Y es comprensible que hasta se pongan nostálgicos en esos casos y hasta añoren que se repita el evento de 1936 aunque con resultados cambiados. Si lo que busca Pérez Reverte es presentar la guerra no como una ganancia inmediata para los fachas o la ganancia simbólica a largo plazo para los rojos sino como una derrota en toda regla para España y los españoles entiendo perfectamente las intenciones de su convocatoria. No ver la guerra civil, real o simbólica, como el estado natural de una nación que insiste en perpetuarlo con la esperanza que esta vez sí que vencerán a los otros.
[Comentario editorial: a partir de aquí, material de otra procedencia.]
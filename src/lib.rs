use std::{env, fmt, fs};

use anyhow::Result;

pub mod solutions;

pub use solutions::*;

pub type Solution = fn(&str) -> Result<(Answer, Answer)>;

pub const ALL_SOLUTIONS: [Solution; 25] = [
    day1, day2, day3, day4, day5, day6, day7, day8, day9, day10, day11, day12, day13, day14,
    day15, day16, day17, day18, day19, day20, day21, day22, day23, day24, day25,
];

/// Set to `1` to also run the brute-force parts; they answer
/// [`Answer::Skipped`] otherwise.
pub const DO_SLOW_TASKS_ENV: &str = "DO_SLOW_TASKS";

pub fn do_slow_tasks() -> bool {
    env::var(DO_SLOW_TASKS_ENV).is_ok_and(|v| v == "1")
}

#[derive(Debug, Clone, PartialEq, Eq)]
pub enum Answer {
    Num(i64),
    Text(String),
    Skipped,
}

impl fmt::Display for Answer {
    fn fmt(&self, f: &mut fmt::Formatter<'_>) -> fmt::Result {
        match self {
            Answer::Num(n) => write!(f, "{}", n),
            Answer::Text(s) => f.write_str(s),
            Answer::Skipped => write!(f, "skipped (set {}=1)", DO_SLOW_TASKS_ENV),
        }
    }
}

impl From<i64> for Answer {
    fn from(n: i64) -> Answer {
        Answer::Num(n)
    }
}

impl From<usize> for Answer {
    fn from(n: usize) -> Answer {
        Answer::Num(n as i64)
    }
}

impl From<String> for Answer {
    fn from(s: String) -> Answer {
        Answer::Text(s)
    }
}

impl PartialEq<i64> for Answer {
    fn eq(&self, other: &i64) -> bool {
        matches!(self, Answer::Num(n) if n == other)
    }
}

impl PartialEq<&str> for Answer {
    fn eq(&self, other: &&str) -> bool {
        matches!(self, Answer::Text(s) if s == other)
    }
}

/// Scans every decimal integer out of `s`, ignoring everything else. A `-`
/// directly in front of a digit run makes it negative.
pub fn ints(s: &str) -> Vec<i64> {
    let bytes = s.as_bytes();
    let mut ret = Vec::new();
    let mut i = 0;
    while i < bytes.len() {
        let negative = bytes[i] == b'-' && bytes.get(i + 1).is_some_and(u8::is_ascii_digit);
        if negative {
            i += 1;
        }
        if bytes[i].is_ascii_digit() {
            let mut n = 0i64;
            while i < bytes.len() && bytes[i].is_ascii_digit() {
                n = n * 10 + (bytes[i] - b'0') as i64;
                i += 1;
            }
            ret.push(if negative { -n } else { n });
        } else {
            i += 1;
        }
    }
    ret
}

pub fn load_input(name: &str) -> String {
    fs::read_to_string("inputs/".to_string() + name).unwrap()
}

pub fn default_input(n: usize) -> String {
    load_input(&format!("{}.txt", n))
}

#[cfg(test)]
mod tests {
    use super::*;

    #[test]
    fn test_ints() {
        assert_eq!(ints("p=0,4 v=3,-3"), [0, 4, 3, -3]);
        assert_eq!(ints("190: 10 19"), [190, 10, 19]);
        assert_eq!(ints("Prize: X=8400, Y=5400"), [8400, 5400]);
        assert_eq!(ints("no numbers here"), []);
        assert_eq!(ints("17-3"), [17, -3]);
    }

    #[test]
    fn test_answer_display() {
        assert_eq!(Answer::Num(-7).to_string(), "-7");
        assert_eq!(Answer::Text("6,1".into()).to_string(), "6,1");
        assert_eq!(Answer::Skipped.to_string(), "skipped (set DO_SLOW_TASKS=1)");
    }
}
Resistirse a la perpetuación heroica de un desastre en el que muchos piensan que ganarán en la próxima edición.
Traigo el tema a colación porque allí donde hubo guerra civil, que es donde mejor deberían estar advertidos de los peligros del fatricidio, es donde más tentación hay de volver a incurrir en ellas. Pienso en Estados Unidos y cómo unos y otros empujan en esa dirección con la esperanza de que aquello que no pudieron resolver con la victoria siempre provisional de los votos lo quieran decidir de manera definitiva por las armas. Esperanza vana y peligrosa donde las haya.